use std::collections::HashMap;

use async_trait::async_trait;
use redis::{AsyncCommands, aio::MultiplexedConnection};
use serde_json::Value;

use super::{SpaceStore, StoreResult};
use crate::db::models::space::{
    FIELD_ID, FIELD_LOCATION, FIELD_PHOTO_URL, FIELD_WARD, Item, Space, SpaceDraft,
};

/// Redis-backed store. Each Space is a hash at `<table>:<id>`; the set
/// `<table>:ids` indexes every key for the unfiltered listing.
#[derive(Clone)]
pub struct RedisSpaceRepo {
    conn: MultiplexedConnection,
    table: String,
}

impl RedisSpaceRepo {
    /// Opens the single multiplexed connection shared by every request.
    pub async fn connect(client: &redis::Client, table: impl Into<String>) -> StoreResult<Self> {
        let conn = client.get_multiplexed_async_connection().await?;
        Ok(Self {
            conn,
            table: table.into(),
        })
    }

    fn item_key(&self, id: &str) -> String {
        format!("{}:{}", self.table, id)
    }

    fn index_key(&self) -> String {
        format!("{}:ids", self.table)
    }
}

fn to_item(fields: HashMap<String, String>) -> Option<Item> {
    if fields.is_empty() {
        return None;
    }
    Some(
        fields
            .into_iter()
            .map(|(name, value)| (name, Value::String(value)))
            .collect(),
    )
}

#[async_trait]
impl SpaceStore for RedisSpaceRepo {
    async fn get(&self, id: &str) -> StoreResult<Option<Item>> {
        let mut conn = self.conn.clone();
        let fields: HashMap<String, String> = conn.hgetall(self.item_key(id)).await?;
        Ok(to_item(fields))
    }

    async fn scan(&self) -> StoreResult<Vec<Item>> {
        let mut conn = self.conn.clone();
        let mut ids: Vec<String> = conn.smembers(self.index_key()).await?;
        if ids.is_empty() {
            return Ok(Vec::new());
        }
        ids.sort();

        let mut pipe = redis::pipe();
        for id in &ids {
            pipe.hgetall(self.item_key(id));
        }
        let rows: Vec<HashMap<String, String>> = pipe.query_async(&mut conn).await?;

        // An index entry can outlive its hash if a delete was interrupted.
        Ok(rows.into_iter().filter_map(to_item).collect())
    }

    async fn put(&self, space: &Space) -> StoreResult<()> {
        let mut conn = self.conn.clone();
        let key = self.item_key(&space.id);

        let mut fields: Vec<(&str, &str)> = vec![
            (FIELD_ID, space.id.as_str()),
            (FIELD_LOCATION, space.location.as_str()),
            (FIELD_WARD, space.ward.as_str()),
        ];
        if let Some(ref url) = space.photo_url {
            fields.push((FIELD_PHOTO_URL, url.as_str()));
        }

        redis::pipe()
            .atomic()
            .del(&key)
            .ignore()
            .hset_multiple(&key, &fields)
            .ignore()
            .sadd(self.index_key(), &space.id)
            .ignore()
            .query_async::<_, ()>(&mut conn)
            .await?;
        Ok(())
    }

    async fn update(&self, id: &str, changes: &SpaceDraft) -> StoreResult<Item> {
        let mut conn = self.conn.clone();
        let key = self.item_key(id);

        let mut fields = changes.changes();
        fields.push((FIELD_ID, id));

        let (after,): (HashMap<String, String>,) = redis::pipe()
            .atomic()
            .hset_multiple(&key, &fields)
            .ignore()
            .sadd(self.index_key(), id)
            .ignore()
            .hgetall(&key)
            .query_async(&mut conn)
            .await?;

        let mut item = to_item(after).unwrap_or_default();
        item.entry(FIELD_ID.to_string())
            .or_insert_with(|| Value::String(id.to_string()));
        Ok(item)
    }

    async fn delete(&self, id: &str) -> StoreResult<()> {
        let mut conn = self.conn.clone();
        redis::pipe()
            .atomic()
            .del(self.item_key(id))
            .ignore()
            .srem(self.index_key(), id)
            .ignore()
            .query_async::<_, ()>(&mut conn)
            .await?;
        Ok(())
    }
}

________________________________________

EXERCISE PROMPT: Pull from the data each line where the string "client" turns up.

RESPONSE AREA:
    pub async fn connect(client: &redis::Client, table: impl Into<String>) -> StoreResult<Self> {
        let conn = client.get_multiplexed_async_connection().await?;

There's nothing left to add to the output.